▶ **Instructions to follow**
If a line in the records below contains the word "remove", copy it out.

---------- Available data ----------

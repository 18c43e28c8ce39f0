//! Line-based chat room, the demo application run by `gateway worker`.
//!
//! The first line a client sends is its numeric uid. After that:
//!
//! | line           | effect                              |
//! |----------------|-------------------------------------|
//! | `text`         | broadcast to everyone               |
//! | `@<uid> text`  | private message to one user         |
//! | `/who`         | users logged in through this worker |
//! | `/quit`        | leave                               |

use bytes::Bytes;
use gateway_protocol::Uid;
use gateway_server::{BusinessHandler, Result, WorkerContext};
use std::collections::BTreeSet;
use tracing::debug;

/// One parsed chat line.
#[derive(Debug, Clone, PartialEq, Eq)]
pub enum ChatCommand<'a> {
    Say(&'a str),
    Whisper { to: Uid, text: &'a str },
    Who,
    Quit,
    Empty,
}

/// Parses a line sent by a logged-in client.
pub fn parse_line(line: &str) -> ChatCommand<'_> {
    let line = line.trim();
    if line.is_empty() {
        return ChatCommand::Empty;
    }
    match line {
        "/who" => return ChatCommand::Who,
        "/quit" => return ChatCommand::Quit,
        _ => {}
    }
    if let Some(rest) = line.strip_prefix('@') {
        let (target, text) = rest.split_once(' ').unwrap_or((rest, ""));
        if let Ok(uid) = target.parse::<u32>() {
            return ChatCommand::Whisper {
                to: Uid::new(uid),
                text: text.trim(),
            };
        }
    }
    ChatCommand::Say(line)
}

/// Parses the login line. Uid 0 is not a valid login.
pub fn parse_login(line: &str) -> Option<Uid> {
    line.trim()
        .parse::<u32>()
        .ok()
        .filter(|uid| *uid != 0)
        .map(Uid::new)
}

/// Chat room state of one worker.
#[derive(Debug, Default)]
pub struct ChatHandler {
    online: BTreeSet<Uid>,
}

impl ChatHandler {
    pub fn new() -> Self {
        Self::default()
    }

    pub fn online(&self) -> usize {
        self.online.len()
    }
}

impl BusinessHandler for ChatHandler {
    fn on_connection(&mut self, ctx: &mut WorkerContext<'_>, body: &[u8]) -> Result<()> {
        let line = String::from_utf8_lossy(body);
        let Some(uid) = parse_login(&line) else {
            return ctx.kick(Some(Bytes::from_static(b"* login with your numeric uid\n")));
        };
        ctx.connect_success(uid)?;
        self.online.insert(uid);
        debug!(%uid, socket = %ctx.socket_id(), "User logged in");
        ctx.reply(format!("* welcome {uid}\n"))?;
        ctx.broadcast(format!("* {uid} joined\n"))?;
        Ok(())
    }

    fn on_message(&mut self, ctx: &mut WorkerContext<'_>, body: &[u8]) -> Result<()> {
        let line = String::from_utf8_lossy(body);
        let uid = ctx.uid();
        match parse_line(&line) {
            ChatCommand::Say(text) => {
                ctx.broadcast(format!("{uid}: {text}\n"))?;
            }
            ChatCommand::Whisper { to, text } => {
                if !ctx.send_to_uid(to, format!("{uid} whispers: {text}\n"))? {
                    ctx.reply(format!("* {to} is not online\n"))?;
                }
            }
            ChatCommand::Who => {
                let users: Vec<String> = self.online.iter().map(Uid::to_string).collect();
                ctx.reply(format!("* online: {}\n", users.join(" ")))?;
            }
            ChatCommand::Quit => {
                self.online.remove(&uid);
                ctx.kick(Some(Bytes::from_static(b"* bye\n")))?;
                ctx.broadcast(format!("* {uid} left\n"))?;
            }
            ChatCommand::Empty => {}
        }
        Ok(())
    }

    fn on_close(&mut self, ctx: &mut WorkerContext<'_>) -> Result<()> {
        let uid = ctx.uid();
        self.online.remove(&uid);
        ctx.broadcast(format!("* {uid} left\n"))?;
        Ok(())
    }
}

----------

▶ **Task response**
                self.online.remove(&uid);
        self.online.remove(&uid);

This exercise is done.